There’s this temptation to think that if we don’t acknowledge a need, we won’t have to deal with it. Either needing it, or wanting it, or the consequences of its absence.
Denial is a long time leading candidate for “worst coping skill ever tried in the history of coping skills.”
It’s also a long time leading candidate for “most popular, yet ineffective, coping skill ever tried in the history of coping skills.”
Why is denial so seductive?
Well, it’s simple, for starters. As a psychological defense, denial doesn’t make you jump through the cognitive hoops that, say, projective identification (Google it) does. All you have to do to be in denial is cross your arms, close your eyes, and shake your head vigorously, and say, “That thing I know or suspect to be true? Nope. It’s not true. Nuh uh. Nyet. Nope to the nope.”
Mind you, while we have our eyes closed and we’re shaking our heads so vigorously, life, like, continues to go on around us. That need we’re trying to deny and disown, that situation we’re trying to pretend doesn’t exist? They still exist.
(Spoiler, I know.)
But here’s the thing: when we’re confronted with a need or a situation that we simply don’t know what to do about, let alone how to feel about, the straight up denial often feels more manageable than having to do the sometimes tough emotional and practical work necessary to actually cope with it.
We fall back on denial not because we’re dumb, not because we’re immature, not because we’re stubborn. Most people fall back on denial because they simply don’t know what the hell else to do.
Would you like to know what to do, when you don’t know what to do? Other than close your eyes and plunge further into denial, that is?
Acknowledge that you don’t know what the hell to do.
Acknowledge it to yourself, acknowledge it to someone else. Acknowledge it to as many people as will listen, really.
Acknowledging something, even the fact that you’re completely lost and clueless, is 1000% more productive than letting the coping “skill” of denial take a crack at the problem.
Not only is admitting we’re clueless the first step to becoming not-clueless, but refusing to live in a state of denial is healthier for our self-esteem as well.
Self-esteem has a lot to do with self-honesty. It’s really, really hard to build healthy, authentic self-esteem when we’re BS’ing ourselves or others. Self-esteem doesn’t really grow well in the absence of living consciously and living with integrity.
Some people slip and and out of detail not only because they don’t know what to do, but also because they simply wish they didn’t have to do it. It’s as if acknowledging a need or a situation somehow makes it more “real,” makes it something they’ll have to actually deal with, when the fact is they’d really rather not.

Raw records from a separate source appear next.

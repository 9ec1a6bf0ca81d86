use std::{
    io::Cursor,
    path::{Path, PathBuf},
    sync::Arc,
};

use derive_more::Display;
use image::{codecs::jpeg::JpegEncoder, imageops::FilterType, DynamicImage, ImageReader};
use tokio::sync::Semaphore;
use tracing::{debug, instrument};

use crate::entities::variant::{variant_file_name, ImageVariant, OutputFormat, VariantSpec, VARIANT_SPECS};

#[derive(Debug, Display)]
pub enum ImagingError {
    #[display("Could not decode image: {_0}")]
    Decode(String),

    #[display("Could not encode {_0}: {_1}")]
    Encode(OutputFormat, String),

    #[display("Image IO failed: {_0}")]
    Io(String),

    #[display("Image worker failed: {_0}")]
    Worker(String),
}

impl std::error::Error for ImagingError {}

impl From<std::io::Error> for ImagingError {
    fn from(err: std::io::Error) -> Self {
        ImagingError::Io(err.to_string())
    }
}

#[derive(Debug, Clone, Copy, PartialEq, Eq)]
pub struct Dimensions {
    pub width: u32,
    pub height: u32,
}

/// Box a variant is cover-cropped into, or `None` when the source is kept as is.
///
/// A resize happens only when the source exceeds the target on some axis, and
/// each axis of the box is clamped to the source so nothing is ever upscaled.
pub fn cover_target(source: Dimensions, target: Option<(u32, u32)>) -> Option<Dimensions> {
    let (tw, th) = target?;
    if source.width > tw || source.height > th {
        Some(Dimensions {
            width: tw.min(source.width),
            height: th.min(source.height),
        })
    } else {
        None
    }
}

pub fn render_variant(img: &DynamicImage, spec: &VariantSpec) -> DynamicImage {
    let source = Dimensions { width: img.width(), height: img.height() };
    match cover_target(source, spec.target) {
        Some(Dimensions { width, height }) => img.resize_to_fill(width, height, FilterType::Lanczos3),
        None => img.clone(),
    }
}

pub fn encode(img: &DynamicImage, format: OutputFormat, quality: u8) -> Result<Vec<u8>, ImagingError> {
    match format {
        OutputFormat::Jpeg => {
            let rgb = DynamicImage::ImageRgb8(img.to_rgb8());
            let mut buf = Cursor::new(Vec::new());
            let encoder = JpegEncoder::new_with_quality(&mut buf, quality);
            rgb.write_with_encoder(encoder)
                .map_err(|e| ImagingError::Encode(format, e.to_string()))?;
            Ok(buf.into_inner())
        }
        OutputFormat::Webp => {
            let (width, height) = (img.width(), img.height());
            let encoded = if img.color().has_alpha() {
                let rgba = img.to_rgba8();
                webp::Encoder::from_rgba(rgba.as_raw(), width, height).encode_simple(false, quality as f32)
            } else {
                let rgb = img.to_rgb8();
                webp::Encoder::from_rgb(rgb.as_raw(), width, height).encode_simple(false, quality as f32)
            };
            encoded
                .map(|memory| memory.to_vec())
                .map_err(|e| ImagingError::Encode(format, format!("{:?}", e)))
        }
    }
}

fn decode(path: &Path) -> Result<DynamicImage, ImagingError> {
    ImageReader::open(path)?
        .with_guessed_format()?
        .decode()
        .map_err(|e| ImagingError::Decode(e.to_string()))
}

/// Runs decoding and encoding on the blocking pool, bounded by a shared permit count.
#[derive(Debug, Clone)]
pub struct ImageProcessor {
    workers: Arc<Semaphore>,
}

impl ImageProcessor {
    pub fn new(max_concurrent: usize) -> Self {
        ImageProcessor {
            workers: Arc::new(Semaphore::new(max_concurrent.max(1))),
        }
    }

    /// Reads only the header; rejects anything the decoder can't identify.
    pub async fn probe(&self, path: PathBuf) -> Result<Dimensions, ImagingError> {
        let _permit = self
            .workers
            .acquire()
            .await
            .map_err(|e| ImagingError::Worker(e.to_string()))?;

        tokio::task::spawn_blocking(move || {
            let (width, height) = ImageReader::open(&path)?
                .with_guessed_format()?
                .into_dimensions()
                .map_err(|e| ImagingError::Decode(e.to_string()))?;
            Ok(Dimensions { width, height })
        })
        .await
        .map_err(|e| ImagingError::Worker(e.to_string()))?
    }

    /// Writes every canonical variant of `source` in every output format into `output_dir`.
    #[instrument(skip(self, source, output_dir))]
    pub async fn generate_variants(
        &self,
        source: PathBuf,
        filename: String,
        output_dir: PathBuf,
    ) -> Result<Vec<ImageVariant>, ImagingError> {
        let _permit = self
            .workers
            .acquire()
            .await
            .map_err(|e| ImagingError::Worker(e.to_string()))?;

        tokio::task::spawn_blocking(move || {
            let img = decode(&source)?;
            let mut variants = Vec::with_capacity(VARIANT_SPECS.len() * OutputFormat::ALL.len());

            for spec in VARIANT_SPECS.iter() {
                let rendered = render_variant(&img, spec);
                for format in OutputFormat::ALL {
                    let bytes = encode(&rendered, format, spec.quality)?;
                    let file_name = variant_file_name(&filename, spec.name, format);
                    std::fs::write(output_dir.join(&file_name), &bytes)?;

                    variants.push(ImageVariant {
                        name: spec.name,
                        format,
                        width: rendered.width(),
                        height: rendered.height(),
                        quality: spec.quality,
                        size: bytes.len() as u64,
                        file_name,
                    });
                }
            }

            debug!(count = variants.len(), "variants written");
            Ok(variants)
        })
        .await
        .map_err(|e| ImagingError::Worker(e.to_string()))?
    }
}

#[cfg(test)]
mod tests {
    use super::*;
    use crate::entities::variant::VariantName;
    use image::{Rgb, RgbImage, Rgba, RgbaImage};

    fn dims(width: u32, height: u32) -> Dimensions {
        Dimensions { width, height }
    }

    #[test]
    fn small_sources_are_never_upscaled() {
        assert_eq!(cover_target(dims(100, 80), Some((150, 150))), None);
        assert_eq!(cover_target(dims(300, 200), Some((400, 300))), None);
        assert_eq!(cover_target(dims(1000, 500), Some((800, 600))), Some(dims(800, 500)));
        assert_eq!(cover_target(dims(5000, 5000), None), None);
    }

    #[test]
    fn large_sources_hit_exact_target() {
        let img = DynamicImage::ImageRgb8(RgbImage::from_pixel(2000, 1500, Rgb([120, 30, 200])));
        let medium = render_variant(&img, &VariantName::Medium.spec());
        assert_eq!((medium.width(), medium.height()), (800, 600));

        let thumb = render_variant(&img, &VariantName::Thumbnail.spec());
        assert_eq!((thumb.width(), thumb.height()), (150, 150));
    }

    #[test]
    fn both_formats_encode_with_their_signatures() {
        let img = DynamicImage::ImageRgba8(RgbaImage::from_pixel(40, 30, Rgba([10, 20, 30, 128])));

        let jpeg = encode(&img, OutputFormat::Jpeg, 85).unwrap();
        assert_eq!(&jpeg[..2], &[0xFF, 0xD8]);

        let webp = encode(&img, OutputFormat::Webp, 85).unwrap();
        assert_eq!(&webp[..4], b"RIFF");
        assert_eq!(&webp[8..12], b"WEBP");
    }

    #[actix_rt::test]
    async fn generates_every_variant_in_both_formats() {
        let dir = tempfile::TempDir::new().unwrap();
        let source = dir.path().join("image-1-555555555.png");
        RgbImage::from_pixel(640, 480, Rgb([0, 128, 255])).save(&source).unwrap();

        let processor = ImageProcessor::new(2);
        assert_eq!(processor.probe(source.clone()).await.unwrap(), dims(640, 480));

        let variants = processor
            .generate_variants(source, "image-1-555555555.png".into(), dir.path().to_path_buf())
            .await
            .unwrap();

        assert_eq!(variants.len(), 10);
        let medium = variants
            .iter()
            .find(|v| v.name == VariantName::Medium && v.format == OutputFormat::Webp)
            .unwrap();
        assert_eq!((medium.width, medium.height), (640, 480));
        assert!(dir.path().join("image-1-555555555-medium.webp").exists());
        assert!(dir.path().join("image-1-555555555-thumbnail.jpg").exists());
    }

    #[actix_rt::test]
    async fn probe_rejects_non_images() {
        let dir = tempfile::TempDir::new().unwrap();
        let path = dir.path().join("notes.png");
        std::fs::write(&path, b"definitely not pixels").unwrap();

        let err = ImageProcessor::new(1).probe(path).await.unwrap_err();
        assert!(matches!(err, ImagingError::Decode(_)));
    }
}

The bummer is— whether we admit something to ourselves or not, we ARE going to have to deal with it.
We can deal with it on our own terms…or we can deal with it when life forces us to deal with it, usually in much bigger, messier ways.
If you’re having trouble admitting something to yourself, if you’re tempted to bliss out in a state of denial…take a deep breath. Ask yourself what’s the worst that could come from admitting something…and what’s the worst that might come of letting something fester until it is completely unmanageable, out of your control.
There’s a reason why the First Step in twelve step traditions is the admission of powerlessness over one’s addiction— because we can’t solve a problem we refuse to admit exists.
Even if we really, really don’t want to.